Daily Housekeeping Service Forever – Why It’s Now My #1 Hotel Perk

I’ve always loved daily housekeeping service.  When we travel, I also want to take a vacation from some normal chores, and housekeeping consistently delivers in my stead.  That’s why we don’t consider Airbnb, Vacasa, or vacation homes viable options for our family.  In the morning, we do a brief once-over of the hotel room – return clothes and footwear to the drawers and closet, dispose of loose items, straighten up the bathroom vanity, etc.  We enjoy housekeeping taking care of everything else.  In my opinion, housekeeping is the most underappreciated segment of a hotel staff, and we try to remember this in our gratuities.  However, we historically focused on hotels’ complimentary breakfast perks more than housekeeping.
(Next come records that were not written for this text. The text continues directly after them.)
use std::path::Path;

use crate::input::InputError;

/// Opening paragraph shared by every report.
#[derive(Debug, Clone, PartialEq, Eq)]
pub struct Narrative {
    text: String,
}

impl Narrative {
    pub fn new(text: impl Into<String>) -> Self {
        Self { text: text.into() }
    }

    pub fn text(&self) -> &str {
        &self.text
    }
}

pub fn load_narrative(path: &Path) -> Result<Narrative, InputError> {
    let text = std::fs::read_to_string(path).map_err(|source| InputError::Io {
        path: path.display().to_string(),
        source,
    })?;
    Ok(Narrative::new(text))
}
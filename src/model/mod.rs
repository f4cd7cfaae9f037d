pub mod scores;
pub mod traits;

pub use scores::{Cohort, ScoreRecord, ScoreTable};
pub use traits::{Trait, TraitMap};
Well, that’s recently and abruptly changed.  Our hotel experience a few weeks ago brought housekeeping to the forefront.  Daily housekeeping service is now the most important lodging perk for our family.  Today, I’ll share the experience and factors that got us to this point.

Our Recent Hotel Stay

Check In

We recently stayed four nights (five was the original plan) at a limited service brand property of a major chain.  This was our first extended family trip since the pandemic began, and we were excited to stay at this recently-opened downtown property on the East Coast.  This hotel brand normally has daily housekeeping service, and the property’s website didn’t note any current housekeeping service limitations.  Nonetheless, I figured I needed to be flexible.  Indeed, upon check in, I was told that full housekeeping is only provided “once every four or five days, and you must request it.”  I asked about limited service, such as towels, emptying trash bins, etc.  The front desk mentioned they’d be happy to take care of such limited services daily on request.

The First Day

The housekeeping adventure began the next morning.  I noticed that the conditioner dispenser was empty.  On two occasions – right after breakfast and just before leaving later that morning – we requested that we receive more conditioner and fresh towels.  That evening upon return to our room, we noticed fresh towels but no conditioner.  I returned to the front counter to follow up, and a helpful individual at the front desk offered to come right up to top off the conditioner.  I had talked to this same worker about the matter earlier in the morning.  She arrived at our room a few minutes after I had returned and helpfully refilled the conditioner dispenser.  Upon asking her name, I discovered she’s the General Manager of the hotel.  The fact that the GM was refilling conditioner should have been my first indicator regarding the state of this property’s housekeeping service.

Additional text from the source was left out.